Maude se dirigea ensuite vers son bureau, suivie d’Antoine. Il referma la porte derrière lui. Une fois à l’intérieur, il aperçut son portefeuille et son cellulaire sur la table basse et s’empressa de les récupérer. Puis il se retourna vers elle.
— Je t’écris ce soir?
— Ça va prendre plus qu’une Avalanche sur Beaubien pour que je te réponde.
— Tu es dure.
— Tu me dois une crème glacée.
— Et cheap.
— En fait, deux. J’ai aussi payé la mienne… Allez, houste.
Antoine lui sourit puis quitta son bureau. En sortant, Lucie l’apostropha.
— Voudriez-vous un autre rendez-vous, monsieur Rousseau?
Il hésita un instant.
— Vous savez quoi? Je vais y réfléchir.
— D’accord. Prenez note que, si vous changez d’idée, le calendrier de disponibilités sort le dernier jeudi du mois.
— J’en prends bonne note. Merci, Lucie.
— Au plaisir.
Elle lui sourit, puis retourna son regard vers l’ordinateur. Antoine lui rendit son sourire avant de lui tourner le dos et de sortir. En arrivant dans le corridor, il tomba face à face avec une connaissance.
— Claudine!! T’es pas à l’hôpital?
— Antoine! Quelle surprise… Non, non, je fais une journée de clinique d’urgence ici à chaque premier mardi du mois.
— Super. Je suis content de te voir, lui dit-il en passant une main sur son bras.
— Pourtant, ça fait quelques semaines que tu ne retournes plus mes appels…
— Je sais… je m’excuse… Le travail, dit-il en grimaçant et en regardant le plafond.
— Bien sûr… T’es venu ici pour quoi?
— Ahhh, rien de précis. Dis-donc, t’es libre, là? Une Avalanche à la vanille, ça te tente? J’offre.

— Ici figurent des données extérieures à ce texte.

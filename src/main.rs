use std::process::ExitCode;

use bracewise::driver::{self, Host, HostMessage};
use bracewise::{discover_settings, Document, Editor, TextBuffer};
use tokio::io::{AsyncBufReadExt, BufReader};
use tokio::sync::mpsc;
use tracing::{debug, error, info, warn};

#[tokio::main]
async fn main() -> ExitCode {
    let cwd = match std::env::current_dir() {
        Ok(cwd) => cwd,
        Err(e) => {
            eprintln!("bracewise: cannot read current directory: {}", e);
            return ExitCode::FAILURE;
        }
    };

    let (settings, root) = match discover_settings(&cwd) {
        Ok(found) => found,
        Err(e) => {
            eprintln!("bracewise: {}", e);
            return ExitCode::FAILURE;
        }
    };

    // Logs go to stderr; stdout carries state summaries.
    tracing_subscriber::fmt()
        .with_max_level(settings.log_level())
        .with_writer(std::io::stderr)
        .init();

    let config = match settings.into_config() {
        Ok(config) => config,
        Err(e) => {
            error!(error = %e, "invalid configuration");
            return ExitCode::FAILURE;
        }
    };
    info!(root = %root.display(), "bracewise started");

    let (message_tx, message_rx) = mpsc::channel(64);
    let (summary_tx, mut summary_rx) = mpsc::channel(64);

    let reader = tokio::spawn(async move {
        let mut lines = BufReader::new(tokio::io::stdin()).lines();
        loop {
            let line = match lines.next_line().await {
                Ok(Some(line)) => line,
                Ok(None) => break,
                Err(e) => {
                    warn!(error = %e, "failed to read stdin");
                    break;
                }
            };
            if line.trim().is_empty() {
                continue;
            }
            match serde_json::from_str::<HostMessage>(&line) {
                Ok(message) => {
                    if message_tx.send(message).await.is_err() {
                        break;
                    }
                }
                Err(e) => warn!(error = %e, line = %line, "ignoring malformed message"),
            }
        }
        debug!("stdin closed");
    });

    let writer = tokio::spawn(async move {
        while let Some(summary) = summary_rx.recv().await {
            match serde_json::to_string(&summary) {
                Ok(json) => println!("{}", json),
                Err(e) => warn!(error = %e, "failed to encode summary"),
            }
        }
    });

    let host = Host::new(Editor::new(config), TextBuffer::new());
    let host = driver::run(host, message_rx, summary_tx).await;
    debug!(length = host.buffer.text().chars().count(), "driver stopped");

    reader.abort();
    if let Err(e) = writer.await {
        warn!(error = %e, "summary writer failed");
    }
    ExitCode::SUCCESS
}
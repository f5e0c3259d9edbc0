//! The contract between the editor core and a host rich-text buffer.

use crate::error::DocumentError;

/// Caret position plus selection length, in characters.
#[derive(Debug, Clone, Copy, PartialEq, Eq, Default)]
pub struct Selection {
    pub index: usize,
    pub length: usize,
}

impl Selection {
    pub fn new(index: usize, length: usize) -> Self {
        Self { index, length }
    }

    /// A collapsed selection (a plain caret).
    pub fn caret(index: usize) -> Self {
        Self { index, length: 0 }
    }

    pub fn is_collapsed(&self) -> bool {
        self.length == 0
    }
}

/// Screen-space caret bounds used to anchor the suggestion list.
#[derive(Debug, Clone, Copy, PartialEq, Default)]
pub struct Bounds {
    pub top: f32,
    pub left: f32,
    pub height: f32,
}

/// Inline styles the core applies to the document.
#[derive(Debug, Clone, Copy, PartialEq, Eq, Hash, PartialOrd, Ord)]
pub enum Style {
    /// Bold, shared with the host's own bold toggle.
    Bold,
    /// A complete `trigger…closing` template span.
    Variable,
    /// The delimiter characters of a markdown shortcut.
    MarkdownSyntax,
}

impl Style {
    /// Styles the editor registers with every document it attaches to.
    /// `Bold` is a host built-in and needs no registration.
    pub const CUSTOM: [Style; 2] = [Style::Variable, Style::MarkdownSyntax];

    /// Format name understood by the host.
    pub fn name(self) -> &'static str {
        match self {
            Style::Bold => "bold",
            Style::Variable => "template-variable",
            Style::MarkdownSyntax => "markdown-syntax",
        }
    }
}

/// Who caused a change.
#[derive(Debug, Clone, Copy, PartialEq, Eq)]
pub enum ChangeSource {
    /// Keystrokes, pointer actions, paste.
    User,
    /// Programmatic changes, including the editor's own mutations.
    Api,
    /// Changes that must not be observed at all, such as pure formatting.
    Silent,
}

/// Where focus went when the document lost it.
#[derive(Debug, Clone, Copy, PartialEq, Eq)]
pub enum FocusTarget {
    /// Into the suggestion list; the session stays open.
    Suggestions,
    /// Anywhere else.
    Elsewhere,
}

/// Events a host dispatches to the editor, strictly in order.
#[derive(Debug, Clone, Copy, PartialEq, Eq)]
pub enum EditorEvent {
    TextChange { source: ChangeSource },
    SelectionChange { source: ChangeSource },
    Blur { target: FocusTarget },
}

/// A mutable rich-text buffer owned by the host.
///
/// All offsets are character offsets. Mutations through this trait are
/// programmatic; a host that reports them back as events must tag them
/// [`ChangeSource::Api`], and pure formatting as [`ChangeSource::Silent`].
pub trait Document {
    /// The full plain text.
    fn text(&self) -> String;

    /// Length of the text in characters.
    fn len(&self) -> usize {
        self.text().chars().count()
    }

    fn is_empty(&self) -> bool {
        self.len() == 0
    }

    /// Text of `[index, index + length)`.
    fn text_range(&self, index: usize, length: usize) -> Result<String, DocumentError> {
        let text = self.text();
        let len = text.chars().count();
        if index + length > len {
            return Err(DocumentError::StaleRange {
                start: index,
                end: index + length,
                len,
            });
        }
        Ok(text.chars().skip(index).take(length).collect())
    }

    /// The current selection, or `None` when the document is unfocused.
    fn selection(&self) -> Option<Selection>;

    fn set_selection(&mut self, index: usize, length: usize) -> Result<(), DocumentError>;

    fn insert_text(&mut self, index: usize, text: &str) -> Result<(), DocumentError>;

    fn delete_text(&mut self, index: usize, length: usize) -> Result<(), DocumentError>;

    /// Caret bounds at `index`, if the host can compute them.
    fn bounds(&self, index: usize) -> Option<Bounds>;

    /// Enable or disable `style` over `[start, start + length)`.
    fn format_range(
        &mut self,
        start: usize,
        length: usize,
        style: Style,
        enabled: bool,
    ) -> Result<(), DocumentError>;

    /// One-time registration of custom styles, performed on attach.
    fn register_styles(&mut self, styles: &[Style]);

    /// Return keyboard focus to the document.
    fn focus(&mut self) {}

    /// The selection, or `MissingSelection`.
    fn require_selection(&self) -> Result<Selection, DocumentError> {
        self.selection().ok_or(DocumentError::MissingSelection)
    }
}
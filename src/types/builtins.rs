//! Built-in template functions and variables, offered when the host opts in.

use std::sync::LazyLock;

use super::item::SuggestionItem;

/// A catalog entry. The label is also the inserted value.
struct BuiltinDef {
    label: &'static str,
    description: &'static str,
    category: &'static str,
    kind: &'static str,
}

const fn def(
    label: &'static str,
    description: &'static str,
    category: &'static str,
    kind: &'static str,
) -> BuiltinDef {
    BuiltinDef {
        label,
        description,
        category,
        kind,
    }
}

const DEFS: &[BuiltinDef] = &[
    // ==================== Equality and Comparison ====================
    def("eq(a, b)", "Returns true if a equals b", "Equality and Comparison", "function"),
    def("gt(a, b)", "Returns true if a is greater than b", "Equality and Comparison", "function"),
    def("lt(a, b)", "Returns true if a is less than b", "Equality and Comparison", "function"),
    // ==================== Logical Operations ====================
    def("and(...args)", "Returns true if all arguments are truthy", "Logical Operations", "function"),
    def("or(...args)", "Returns true if at least one argument is truthy", "Logical Operations", "function"),
    def("not(value)", "Returns the negation of the provided value", "Logical Operations", "function"),
    // ==================== String Manipulation ====================
    def("uppercase(str)", "Converts a string to uppercase", "String Manipulation", "function"),
    def("lowercase(str)", "Converts a string to lowercase", "String Manipulation", "function"),
    def("trim(str)", "Removes whitespace from both ends of a string", "String Manipulation", "function"),
    def("concat(...args)", "Joins multiple strings into one", "String Manipulation", "function"),
    // ==================== Conditional Checks ====================
    def("isset(value)", "Returns true if the value is not undefined or null", "Conditional Checks", "function"),
    def(
        "includes(data, searchValue)",
        "Checks if data contains searchValue (works with strings, arrays, and objects)",
        "Conditional Checks",
        "function",
    ),
    // ==================== Date and Time ====================
    def(
        "date(date, format, timezone)",
        "Formats a date according to the given format and timezone",
        "Date and Time",
        "function",
    ),
    def("day(date, timezone)", "Returns the day of the week for a given date", "Date and Time", "function"),
    // ==================== JSON Utilities ====================
    def("json stringify(context)", "Converts a context object into a JSON string", "JSON Utilities", "function"),
    // ==================== Variables ====================
    def("FLOW.last_response", "Use the last response (if set from the flow)", "Flow", "variable"),
    def("FLOW.last_utterance", "The last message from the visitor", "Flow", "variable"),
    def("FLOW.{variable_of_your_choice}", "Use any variable from the flow by its name", "Flow", "variable"),
    def("SESSION.status", "The status of the session", "Session", "variable"),
    def("VISITOR.name", "The name of the visitor", "Visitor", "variable"),
    def("VISITOR.region", "The region of the visitor", "Visitor", "variable"),
    def("VISITOR.language", "The language of the visitor", "Visitor", "variable"),
    def("CONTACT.name", "The name of the contact", "Contact", "variable"),
    def("CONTACT.email", "The email of the contact", "Contact", "variable"),
    def("CONTACT.phone", "The phone of the contact", "Contact", "variable"),
    def("CONTACT.company", "The company of the contact", "Contact", "variable"),
    def("CONTACT.country", "The country of the contact", "Contact", "variable"),
    def("CONTACT.city", "The city of the contact", "Contact", "variable"),
    def("CONTACT.region", "The region of the contact", "Contact", "variable"),
    def("CONTACT.tags", "The tags of the contact", "Contact", "variable"),
];

/// The built-in catalog, lazily initialized. Ids are 1-based positions.
pub static BUILTIN_SUGGESTIONS: LazyLock<Vec<SuggestionItem>> = LazyLock::new(|| {
    DEFS.iter()
        .zip(1i64..)
        .map(|(d, id)| {
            SuggestionItem::new(id, d.label, d.label)
                .with_description(d.description)
                .with_category(d.category)
                .with_kind(d.kind)
        })
        .collect()
});

/// Look up a built-in by label.
pub fn get_builtin(label: &str) -> Option<&'static SuggestionItem> {
    BUILTIN_SUGGESTIONS.iter().find(|item| item.label == label)
}

#[cfg(test)]
mod tests {
    use super::*;

    #[test]
    fn catalog_is_complete() {
        assert_eq!(BUILTIN_SUGGESTIONS.len(), 30);
        for item in BUILTIN_SUGGESTIONS.iter() {
            assert!(!item.label.is_empty());
            assert_eq!(item.label, item.value);
            assert!(item.description.is_some());
            assert!(item.category.is_some());
        }
    }

    #[test]
    fn get_builtin_returns_docs() {
        let eq = get_builtin("eq(a, b)").unwrap();
        assert_eq!(eq.category.as_deref(), Some("Equality and Comparison"));
        assert_eq!(eq.kind.as_deref(), Some("function"));
        assert!(get_builtin("unknown").is_none());
    }

    #[test]
    fn variables_are_tagged() {
        let name = get_builtin("CONTACT.name").unwrap();
        assert_eq!(name.kind.as_deref(), Some("variable"));
    }
}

— En plein mois de décembre?
— Combattre le froid avec le froid…
— Tu sais que t’es unique, Rizzo?
— C’est un oui?
— C’est pas un non…
Ils sortirent de l’édifice. Doucement, le blizzard s’arrêta. Le vent tomba. Le soleil tenta même une percée dans les nuages. Ils marchèrent paisiblement sur Beaubien en direction d’un certain néon bleu.